Rationality reduces waste
So what’s so good about being rational? It mostly has to do with waste, it seems. If we are rational about the world, then we’ll pursue opportunities that have higher probabilities of success (less risk) that are typically accompanied by less reward. But if we are irrational, then we’ll chase huge outcomes, even though we are very likely to fail. So what happens when we fail? Typically, we waste stuff:
- Wasting time: if we pursue something irrational that doesn’t pan out, then we wasted some significant amount of time. And, of course, in startup-mode, these aren’t normal days we are wasting. These are 18-hour all-in days.

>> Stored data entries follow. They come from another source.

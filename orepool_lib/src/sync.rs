// Copyright (C) 2025, 2026 Orepool Developers (see AUTHORS)
//
// This file is part of Orepool
//
// Orepool is free software: you can redistribute it and/or modify it under
// the terms of the GNU General Public License as published by the Free
// Software Foundation, either version 3 of the License, or (at your option)
// any later version.
//
// Orepool is distributed in the hope that it will be useful, but WITHOUT ANY
// WARRANTY; without even the implied warranty of MERCHANTABILITY or FITNESS
// FOR A PARTICULAR PURPOSE. See the GNU General Public License for more details.
//
// You should have received a copy of the GNU General Public License along with
// Orepool. If not, see <https://www.gnu.org/licenses/>.

//! Periodic daemon polling for chain height and network difficulty.
//!
//! Share ingestion keeps running on the last known values when the daemon
//! is unreachable; only block candidacy is degraded, never share accounting.

use crate::gateway::DaemonGateway;
use std::sync::Arc;
use std::sync::atomic::{AtomicBool, AtomicU64, Ordering};
use std::time::Duration;
use tracing::{info, warn};

/// Last known chain state, shared with ingestion and the API
pub struct ChainState {
    height: AtomicU64,
    network_difficulty: AtomicU64,
    daemon_reachable: AtomicBool,
}

impl ChainState {
    pub fn new() -> Self {
        Self {
            height: AtomicU64::new(0),
            network_difficulty: AtomicU64::new(0),
            daemon_reachable: AtomicBool::new(false),
        }
    }

    pub fn height(&self) -> u64 {
        self.height.load(Ordering::Relaxed)
    }

    /// Zero until the first successful poll; the proof predicate treats a
    /// zero difficulty as never qualifying, so no block candidates are
    /// flagged before the daemon has been seen.
    pub fn network_difficulty(&self) -> u64 {
        self.network_difficulty.load(Ordering::Relaxed)
    }

    pub fn daemon_reachable(&self) -> bool {
        self.daemon_reachable.load(Ordering::Relaxed)
    }

    pub fn update(&self, height: u64, network_difficulty: u64) {
        self.height.store(height, Ordering::Relaxed);
        self.network_difficulty
            .store(network_difficulty, Ordering::Relaxed);
        self.daemon_reachable.store(true, Ordering::Relaxed);
    }

    pub fn mark_unreachable(&self) {
        self.daemon_reachable.store(false, Ordering::Relaxed);
    }
}

impl Default for ChainState {
    fn default() -> Self {
        Self::new()
    }
}

/// One poll of the daemon. Failures leave the last known height and
/// difficulty in place and only flip the reachability flag.
pub async fn poll_once(gateway: &dyn DaemonGateway, chain_state: &ChainState) {
    match gateway.get_info().await {
        Ok(daemon_info) => {
            let was_unreachable = !chain_state.daemon_reachable();
            chain_state.update(daemon_info.height, daemon_info.difficulty);
            if was_unreachable {
                info!(
                    "Daemon reachable at height {} difficulty {}",
                    daemon_info.height, daemon_info.difficulty
                );
            }
        }
        Err(e) => {
            if chain_state.daemon_reachable() {
                warn!("Daemon unreachable, keeping last known chain state: {}", e);
            }
            chain_state.mark_unreachable();
        }
    }
}

/// Spawn the daemon polling task
pub fn start_daemon_sync(
    gateway: Arc<dyn DaemonGateway>,
    chain_state: Arc<ChainState>,
    frequency: Duration,
) -> tokio::task::JoinHandle<()> {
    tokio::spawn(async move {
        let mut interval = tokio::time::interval(frequency);
        loop {
            interval.tick().await;
            poll_once(gateway.as_ref(), chain_state.as_ref()).await;
        }
    })
}

#[cfg(test)]
mod tests {
    use super::*;
    use crate::test_utils::FakeDaemon;

    #[tokio::test]
    async fn test_poll_updates_chain_state() {
        let daemon = FakeDaemon::new();
        daemon.set_info(1234, 5_000_000);
        let chain_state = ChainState::new();

        poll_once(&daemon, &chain_state).await;

        assert_eq!(chain_state.height(), 1234);
        assert_eq!(chain_state.network_difficulty(), 5_000_000);
        assert!(chain_state.daemon_reachable());
    }

    #[tokio::test]
    async fn test_poll_failure_keeps_last_known_values() {
        let daemon = FakeDaemon::new();
        daemon.set_info(1234, 5_000_000);
        let chain_state = ChainState::new();
        poll_once(&daemon, &chain_state).await;

        daemon.go_offline();
        poll_once(&daemon, &chain_state).await;

        // Last known values survive the outage
        assert_eq!(chain_state.height(), 1234);
        assert_eq!(chain_state.network_difficulty(), 5_000_000);
        assert!(!chain_state.daemon_reachable());
    }

    #[test]
    fn test_initial_state_has_zero_difficulty() {
        let chain_state = ChainState::new();
        assert_eq!(chain_state.network_difficulty(), 0);
        assert!(!chain_state.daemon_reachable());
    }
}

- Wasting money: we usually waste some combination of our own and other people’s money. Usually, the other people (investors) have a lot more of it than we do, so the impact to our personal bank account is the most meaningful.
- Wasting potential: life is about opportunity cost. Just because we fail doesn’t mean we are not talented. If a startup we pursue doesn’t pan out, we have lost the opportunity to have applied our talent to a ‘winner’ during the same time.
So, the real positives of being rational are that we waste less. We take paths and seize opportunities that have a higher probability of success, and as such, have some peace-of-mind in knowing that our time and money was reasonably well spent.
Irrationality has upside, too
What most people don’t often realize (and I’m not sure I ever did until now) is that irrationality has some potential upsides. Those upsides are particularly useful when you are trying to start something new.
- Potentially huge wins: By attacking a significant space full of huge incubements, you not only prove that you are crazy, you have the potential to pull off a monstrous success if you can make it work. (Examples: Google, Zappos, Dell)
- Powerful motivation: Nothing drives you quite as much as ‘having no choice’ but to make it. I’ll never forget the first time one of the companies I started was at risk of not making payroll. I was never better at pounding the pavement for new revenue than I was then.
- Few stones unturned: When you are irrationality committed to a problem (I use ‘problem’ instead of ‘solution’ very deliberately here…), you are driven to try many different things to find a solution. Perhaps more than one would rationally pursue. One of those stones may be your winner.
The positives around irrationality are all around guts and upside. If you weren’t crazy enough to keep going, you may not ever find that ‘huge win.’
Whatever you do, own it
In the end, it seems impossible to figure out which trait is better. They both clearly have strong pros. I could agonize forever about which path yields a better life, but I’m not sure its worth it. The choice that’s right for us depends on who we are. There is no one ‘right answer.’ Also, I think that each of us can be rational or irrational in different spheres of our lives. (Example: I was very rational about breakfast this morning, but am totally irrational about the company I’m going to start next.)
While there isn’t just one right answer, I do think its really important for us to be aware of how rational we are with respect to the different decisions we make in life. It’s ok (I would even say ideal) for us to ‘own it.’ We should know what our core assumptions are when we make a decision in life, and should acknowledge it if we are being completely irrational. Two things happen when we do that: 1) we are much more honest with ourselves in our intellectual dialogue and 2) we are able to learn a lot more from both our successes and our failures when we understand what truly motivated us in the first place.